L’agriculture est encore la plus grande utilisatrice d’enfants. Les enfants doivent souvent travailler aussi longtemps et durement que leurs parents. La mortalité, la malnutrition et l’analphabétisme sont presque partout plus élevés dans les campagnes que dans les villes.
Dans les entreprises, la réglementation (ensemble de lois) sur l’âge et la durée du travail est, en général, respectée. Ce n’est pas le cas des petites entreprises ou des petits ateliers non déclarés qui utilisent cette main-d’œuvre très économique : on trouve des enfants qui fondent des tôles d’acier, tissent des tapis ou fabriquent des allumettes. Les locaux sont souvent sans air et sans lumière : on les appelle les « ateliers à sueur ».
Les enfants qui travaillent comme domestiques (employés de maison) sont en général loués ou même vendus à des familles plus riches. Dans l’immense majorité, il s’agit de fillettes, souvent de moins de 13 ans, qui habitent chez l’employeur. On pense que les cas de mauvais traitement sont fréquents.
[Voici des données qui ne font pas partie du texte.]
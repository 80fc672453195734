//! Exponential backoff schedule for the retry loop.

use std::time::Duration;

/// Computes wait durations for a bounded retry sequence.
///
/// The delay before retry `n` (zero-indexed) is `base_delay * 2^n`, so a 1s
/// base yields 1s, 2s, 4s, ... The policy is stateless and deterministic; no
/// jitter is applied.
#[derive(Debug, Clone, Copy, PartialEq, Eq)]
pub struct BackoffPolicy {
    base_delay: Duration,
}

impl BackoffPolicy {
    /// Creates a policy with the given base delay.
    pub fn new(base_delay: Duration) -> Self {
        Self { base_delay }
    }

    /// The wait before retry `attempt_index` (0 for the first retry).
    ///
    /// Saturates instead of overflowing for absurd attempt counts.
    pub fn delay(&self, attempt_index: u32) -> Duration {
        let factor = 1u32.checked_shl(attempt_index).unwrap_or(u32::MAX);
        self.base_delay.saturating_mul(factor)
    }
}
//! Main Telegram bot implementation.

use std::sync::Arc;

use teloxide::dispatching::UpdateFilterExt;
use teloxide::prelude::*;
use tokio::sync::mpsc;
use tracing::{debug, info, warn};

use notedrop_sync::{ApiStore, AvailabilityMonitor, StatusChange};

use crate::error::Result;
use crate::handlers::{handle_command, handle_edited_message, handle_message, Command};
use crate::state::BotState;

/// The Telegram bot for Notedrop.
pub struct NoteBot {
    /// The teloxide bot instance.
    bot: Bot,
    /// Shared state across handlers.
    state: Arc<BotState>,
}

impl NoteBot {
    /// Creates a bot from shared state (the token lives in the config).
    pub fn new(state: Arc<BotState>) -> Self {
        let bot = Bot::new(state.config().token.clone());
        Self { bot, state }
    }

    /// Get the bot's username.
    pub async fn get_me(&self) -> Result<String> {
        let me = self.bot.get_me().await?;
        Ok(me.username().to_string())
    }

    /// Start the bot in polling mode.
    ///
    /// Spawns the availability monitor and the status-change relay, announces
    /// startup to the configured report chats, then blocks dispatching
    /// updates until shutdown.
    pub async fn start_polling(
        self,
        monitor: AvailabilityMonitor<ApiStore>,
        events: mpsc::Receiver<StatusChange>,
    ) -> Result<()> {
        info!("Starting Notedrop bot in polling mode...");

        self.announce_startup().await;

        tokio::spawn(monitor.run());

        let relay_bot = self.bot.clone();
        let relay_chats = self.state.config().allowed_chat_ids.clone();
        tokio::spawn(async move {
            relay_status_changes(relay_bot, relay_chats, events).await;
        });

        let state_for_commands = Arc::clone(&self.state);
        let state_for_messages = Arc::clone(&self.state);
        let state_for_edits = Arc::clone(&self.state);

        let handler = dptree::entry()
            .branch(
                Update::filter_message()
                    .filter_command::<Command>()
                    .endpoint(move |bot: Bot, msg: Message, cmd: Command| {
                        let state = Arc::clone(&state_for_commands);
                        async move { handle_command(bot, msg, cmd, state).await }
                    }),
            )
            .branch(
                Update::filter_message()
                    .filter(|msg: Message| {
                        // Only plain text; unparsed /commands fall through to
                        // the default handler
                        msg.text().map(|t| !t.starts_with('/')).unwrap_or(false)
                    })
                    .endpoint(move |bot: Bot, msg: Message| {
                        let state = Arc::clone(&state_for_messages);
                        async move { handle_message(bot, msg, state).await }
                    }),
            )
            .branch(Update::filter_edited_message().endpoint(
                move |bot: Bot, msg: Message| {
                    let state = Arc::clone(&state_for_edits);
                    async move { handle_edited_message(bot, msg, state).await }
                },
            ));

        info!("Bot is running! Send /start to begin.");

        Dispatcher::builder(self.bot, handler)
            .default_handler(|upd| async move {
                debug!("Unhandled update: {:?}", upd);
            })
            .enable_ctrlc_handler()
            .build()
            .dispatch()
            .await;

        Ok(())
    }

    /// Sends the startup message to the report chats, best effort.
    async fn announce_startup(&self) {
        for chat_id in &self.state.config().report_chat_ids {
            if let Err(e) = self
                .bot
                .send_message(ChatId(*chat_id), "🤖 Notedrop bot is online.")
                .await
            {
                warn!(chat_id, error = %e, "failed to send startup message");
            }
        }
    }
}

/// Forwards backend availability flaps to the allowed chats.
async fn relay_status_changes(
    bot: Bot,
    chat_ids: Vec<i64>,
    mut events: mpsc::Receiver<StatusChange>,
) {
    while let Some(change) = events.recv().await {
        let mut text = if change.now_available {
            "🟢 Backend is available again.".to_string()
        } else {
            "🔴 Backend is unreachable. New notes will be stored offline.".to_string()
        };
        if let Some(report) = change.drained {
            if report.synced > 0 {
                text.push_str(&format!(" Synced {} queued notes.", report.synced));
            }
            if report.failed > 0 {
                text.push_str(&format!(" {} notes are still queued.", report.failed));
            }
        }

        for chat_id in &chat_ids {
            if let Err(e) = bot.send_message(ChatId(*chat_id), text.as_str()).await {
                warn!(chat_id, error = %e, "failed to send status update");
            }
        }
    }
}
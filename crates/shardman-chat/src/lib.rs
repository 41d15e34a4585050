//! Chat integration: game chat log reading and the console message bridge.

pub mod log_reader;
pub mod transport;

pub use log_reader::recent_chat_lines;
pub use transport::{ChatTransport, ConsoleFifoTransport};
//! systemd adapter for the shard fleet.
//!
//! All interaction with the process supervisor lives here: status polling,
//! per-unit actions, log retrieval, the external updater, and the
//! `shards.conf` reconciliation used by the `sync` subcommand.
//!
//! Shards map onto template unit instances (`dontstarve@<name>.service`)
//! under the user manager (`systemctl --user`). Every adapter in this crate
//! degrades rather than fails: a missing `systemctl` binary produces empty
//! membership sets and failed [`CommandOutput`]s, never a panic or a fatal
//! error in the dashboard loop.

pub mod control;
pub mod status;
pub mod sync;
pub mod systemctl;
pub mod updater;

pub use control::ShardController;
pub use status::StatusProvider;
pub use sync::{sync_units, SyncStep};
pub use systemctl::{query_membership, unit_name, MembershipKind, UMBRELLA_TARGET};
pub use updater::Updater;
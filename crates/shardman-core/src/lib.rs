//! Core types and infrastructure shared across the shardman workspace.
//!
//! This crate holds the pieces every other crate needs: the [`Shard`] data
//! model, the [`ShardmanError`] error type, and the tracing-based logging
//! bootstrap.

pub mod error;
pub mod logging;
pub mod types;

pub use error::{Result, ShardmanError};
pub use logging::{init_logging, init_test_logging, LogGuard};
pub use types::{CommandOutput, Shard, ShardAction, MASTER_SHARD};
//! Chat pane showing the tail of the cluster chat log.

use chrono::{DateTime, Local};
use ratatui::{
    buffer::Buffer,
    layout::Rect,
    style::Style,
    text::{Line, Span},
    widgets::{Block, BorderType, Borders, Paragraph, Widget, Wrap},
};

use crate::theme::Theme;

pub struct SidePanel<'a> {
    chat_lines: &'a [String],
    refreshed_at: Option<DateTime<Local>>,
    theme: &'a Theme,
}

impl<'a> SidePanel<'a> {
    pub fn new(chat_lines: &'a [String], theme: &'a Theme) -> Self {
        Self {
            chat_lines,
            refreshed_at: None,
            theme,
        }
    }

    /// Stamp the title with the last refresh time.
    pub fn refreshed_at(mut self, at: DateTime<Local>) -> Self {
        self.refreshed_at = Some(at);
        self
    }

    fn title(&self) -> String {
        match self.refreshed_at {
            Some(at) => format!(" Chat ({}) ", at.format("%H:%M:%S")),
            None => " Chat ".to_string(),
        }
    }

    /// Build the content lines for the pane.
    pub fn build_lines(&self) -> Vec<Line<'static>> {
        self.chat_lines
            .iter()
            .map(|raw| {
                // Placeholder lines from the reader render dimmed.
                let style = if raw.starts_with("No chat messages")
                    || raw.starts_with("Chat log not found")
                    || raw.starts_with("Error reading chat log")
                {
                    Style::default().fg(self.theme.text_dim)
                } else {
                    Style::default().fg(self.theme.text)
                };
                Line::from(Span::styled(raw.clone(), style))
            })
            .collect()
    }
}

impl Widget for SidePanel<'_> {
    fn render(self, area: Rect, buf: &mut Buffer) {
        let block = Block::default()
            .title(self.title())
            .borders(Borders::ALL)
            .border_type(BorderType::Rounded)
            .border_style(Style::default().fg(self.theme.border));

        Paragraph::new(self.build_lines())
            .block(block)
            .wrap(Wrap { trim: false })
            .render(area, buf);
    }
}
//! External updater invocation.

use std::path::{Path, PathBuf};

use shardman_core::{CommandOutput, Result, ShardmanError};
use tokio::process::Command;
use tracing::{info, instrument, warn};

/// Runs the external `dst-updater` script that refreshes the game install.
///
/// The updater is a long-running blocking command; callers decide where to
/// run it (the dashboard routes it through its background job slot).
#[derive(Debug, Clone)]
pub struct Updater {
    override_path: Option<PathBuf>,
}

impl Updater {
    /// Create an updater, optionally pinned to an explicit script path.
    pub fn new(override_path: Option<PathBuf>) -> Self {
        Self { override_path }
    }

    /// Resolve the updater script path.
    ///
    /// The config override wins; otherwise `~/.local/bin/dst-updater`.
    pub fn resolve_path(&self) -> Result<PathBuf> {
        if let Some(path) = &self.override_path {
            return check_exists(path);
        }
        let home = dirs::home_dir()
            .ok_or_else(|| ShardmanError::internal("could not determine the home directory"))?;
        check_exists(&home.join(".local").join("bin").join("dst-updater"))
    }

    /// Run the updater to completion, capturing combined output.
    ///
    /// A missing script degrades to a failed [`CommandOutput`] so the
    /// dashboard can surface it without special-casing.
    #[instrument(level = "info", skip_all)]
    pub async fn run(&self) -> CommandOutput {
        let path = match self.resolve_path() {
            Ok(path) => path,
            Err(e) => {
                warn!(error = %e, "updater unavailable");
                return CommandOutput::failed(e.to_string());
            }
        };

        info!(path = %path.display(), "running updater");
        let result = Command::new(&path).output().await;
        match result {
            Ok(output) => CommandOutput {
                success: output.status.success(),
                stdout: String::from_utf8_lossy(&output.stdout).trim().to_string(),
                stderr: String::from_utf8_lossy(&output.stderr).trim().to_string(),
            },
            Err(e) => {
                warn!(path = %path.display(), error = %e, "updater failed to start");
                CommandOutput::failed(format!("failed to run {}: {e}", path.display()))
            }
        }
    }
}

fn check_exists(path: &Path) -> Result<PathBuf> {
    if path.is_file() {
        Ok(path.to_path_buf())
    } else {
        Err(ShardmanError::UpdaterNotFound {
            path: path.to_path_buf(),
        })
    }
}

#[cfg(test)]
mod tests {
    use super::*;

    #[test]
    fn test_resolve_missing_override_errors() {
        let updater = Updater::new(Some(PathBuf::from("/nonexistent/dst-updater")));
        let err = updater.resolve_path().unwrap_err();
        assert!(matches!(err, ShardmanError::UpdaterNotFound { .. }));
    }

    #[tokio::test]
    async fn test_run_missing_updater_degrades() {
        let updater = Updater::new(Some(PathBuf::from("/nonexistent/dst-updater")));
        let output = updater.run().await;
        assert!(!output.success);
        assert!(output.stderr.contains("not found"));
    }

    #[tokio::test]
    async fn test_run_executes_override_script() {
        let dir = tempfile::tempdir().unwrap();
        let script = dir.path().join("dst-updater");
        std::fs::write(&script, "#!/bin/sh\necho updated\n").unwrap();
        #[cfg(unix)]
        {
            use std::os::unix::fs::PermissionsExt;
            std::fs::set_permissions(&script, std::fs::Permissions::from_mode(0o755)).unwrap();
        }

        let updater = Updater::new(Some(script));
        let output = updater.run().await;
        assert!(output.success);
        assert_eq!(output.stdout, "updated");
    }
}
Ce sont peut-être, de tous les enfants au travail, ceux qui sont les plus exploités et qui peuvent le moins se défendre, car ils vivent totalement isolés. Et puis il y a tous les enfants des rues : certains jeunes chassés de chez eux par la misère, ou orphelins vivent entièrement dans la rue.
Ils survivent en vendant des cigarettes ou des chewing-gums, cirent des chaussures, lavent des voitures, chantent sur les trottoirs ou bien mendient. Beaucoup d’entre eux basculent dans la délinquance et la prostitution.
Pourquoi travaillent-ils ?
Les principales causes du travail des enfants sont, la pauvreté, l’analphabétisme, la différence de salaire entre adultes et enfants, le décès ou l’absence permanente du père, le niveau de vie très bas dans les campagnes, les conditions de vie dans les quartiers pauvres de la ville, l’impossibilité du système scolaire à garantir un emploi futur, les exigences physiques spécifiques pour effectuer certaines tâches (mines, tissage des tapis, etc.).
Les enfants abandonnés ou sans-domicile-fixe (SDF), l’école buissonnière, les familles nombreuses et l’emploi des parents qui ne permet pas de gérer celles-ci ni sur le plan matériel ni sur celui moral et éducatif.
Les conséquences de l’indifférence face au phénomène
Dans la plupart des activités effectuées par les enfants, les risques d’une détérioration rapide de leur santé sont importants : l’utilisation de produits chimiques dans le cas des industries de la chaussure, de l’orfèvrerie et du textile, mais aussi dans l’agriculture, intoxique l’organisme fragile des enfants.
Dans l’industrie du tapis ou du tissage, les enfants sont entassés dans des lieux sombres et pollués de poussières de laine. Ils abîment leurs yeux et leurs poumons.
Les enfants chiffonniers sont souvent atteints de maladies de la peau. De plus, ils risquent de se couper et de contracter le tétanos (maladie infectieuse très grave). Les enfants qui travaillent dans la construction ont des troubles de croissance et des déformations parce qu’ils portent des charges trop lourdes.
Les enfants qui travaillent dans les carrières et les mines sont exposés à la silicose (maladie pulmonaire). Les enfants qui se prostituent sont de plus en plus fréquemment atteints du sida.